Pre-processing?

Hello,

This may be a layman query, I am new to data analytics itself.

In the following snapshot, post creating the Bag of Words and Filtering the terms and applying the Reference Row Filter, while computing the TFs, how does KNIME compute the same? Does the underlying document’s term structure also get filtered and TF is now computed on the altered document? I am unable to see any such setting in the Configuration settings which ask you whether to append/ replace pre processed document while going through BOW to Reference Row Filter (as available in the pre processing nodes).
image

Thank you and sorry for the trouble!

Regards.

Hi @LakshmiK and welcome to the KNIME forum,

If yo want to filter terms inside documents, you can use the Dictionary Filter node. The Reference Row Filter node has no effect on documents.

:blush:

2 Likes

Thank you so very much for the reply. My query actually is, to compute TF, it is only the concerned document detail that needs to be configured in the node (if I am not wrong).
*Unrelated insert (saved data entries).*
//! Tree vertices and the handles that address them in the arena.

use std::fmt;

use crate::Digest;

/// Index of a node in its tree's arena.
///
/// Ids are stable for the lifetime of the tree: nodes are never removed.
#[derive(Clone, Copy, PartialEq, Eq, Hash, PartialOrd, Ord)]
pub struct NodeId(pub(crate) usize);

impl NodeId {
    /// Position in the arena.
    pub fn index(self) -> usize {
        self.0
    }
}

impl fmt::Debug for NodeId {
    fn fmt(&self, f: &mut fmt::Formatter<'_>) -> fmt::Result {
        write!(f, "#{}", self.0)
    }
}

impl fmt::Display for NodeId {
    fn fmt(&self, f: &mut fmt::Formatter<'_>) -> fmt::Result {
        write!(f, "#{}", self.0)
    }
}

/// Which child slot of its parent a node occupies.
#[derive(Debug, Default, Clone, Copy, PartialEq, Eq)]
pub enum Side {
    /// Left child.
    Left,
    /// Right child.
    Right,
    /// Not attached to a parent (the root, or a node under construction).
    #[default]
    Undefined,
}

/// A tree vertex.
///
/// Leaves have no children; internal nodes always have both, so a node with a
/// single child cannot be represented.
#[derive(Debug, Clone)]
pub struct Node {
    pub(crate) hash: Digest,
    pub(crate) content: Vec<u8>,
    pub(crate) children: Option<(NodeId, NodeId)>,
    pub(crate) parent: Option<NodeId>,
    pub(crate) side: Side,
    pub(crate) is_padding: bool,
}

impl Node {
    pub(crate) fn leaf(content: Vec<u8>, hash: Digest) -> Self {
        Node {
            hash,
            content,
            children: None,
            parent: None,
            side: Side::Undefined,
            is_padding: false,
        }
    }

    pub(crate) fn internal(left: NodeId, right: NodeId, hash: Digest, content: Vec<u8>) -> Self {
        Node {
            hash,
            content,
            children: Some((left, right)),
            parent: None,
            side: Side::Undefined,
            is_padding: false,
        }
    }

    /// Unattached duplicate of this node flagged as padding.
    pub(crate) fn padding_copy(&self) -> Self {
        Node {
            hash: self.hash,
            content: self.content.clone(),
            children: self.children,
            parent: None,
            side: Side::Undefined,
            is_padding: true,
        }
    }

    /// Digest of the content (leaf) or of the two children (internal).
    pub fn hash(&self) -> Digest {
        self.hash
    }

    /// Raw content of a leaf, joined children content of an internal node.
    pub fn content(&self) -> &[u8] {
        &self.content
    }

    /// `true` when the node has no children.
    pub fn is_leaf(&self) -> bool {
        self.children.is_none()
    }

    /// `true` when the node was duplicated to balance an odd level and has not
    /// been overwritten since.
    pub fn is_padding(&self) -> bool {
        self.is_padding
    }

    /// `(left, right)` children of an internal node.
    pub fn children(&self) -> Option<(NodeId, NodeId)> {
        self.children
    }

    /// Left child.
    pub fn left(&self) -> Option<NodeId> {
        self.children.map(|(left, _)| left)
    }

    /// Right child.
    pub fn right(&self) -> Option<NodeId> {
        self.children.map(|(_, right)| right)
    }

    /// Parent, `None` only for the root.
    pub fn parent(&self) -> Option<NodeId> {
        self.parent
    }

    /// Slot occupied in the parent.
    pub fn side(&self) -> Side {
        self.side
    }
}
If the underlying document is not getting modified, shouldn’t the TF node return the same results when executed both after the ‘Bag of Words Creator’ action and the ‘Reference Row Filter’ action in this part of the workflow (irrespective of whether I have done some filtering in the Terms column)?

I am not sure whether my query is valid or not. Please help. Thank you.

image
image

Regards,
Lakshmi

Yes, it should. Are you sure that both TF nodes are using the same document? It seems you have 2 columns as document.

:blush:

1 Like

Hello,

Thank you again for replying and being very patient!
They are using the same document itself. This is the workflow I was referring to (https://hub.knime.com/knime/spaces/Examples/latest/08_Other_Analytics_Types/01_Text_Processing/22_Hierarchical_Clustering_Visualization) - in Preprocessing II component (I included a TF node after BOW to check).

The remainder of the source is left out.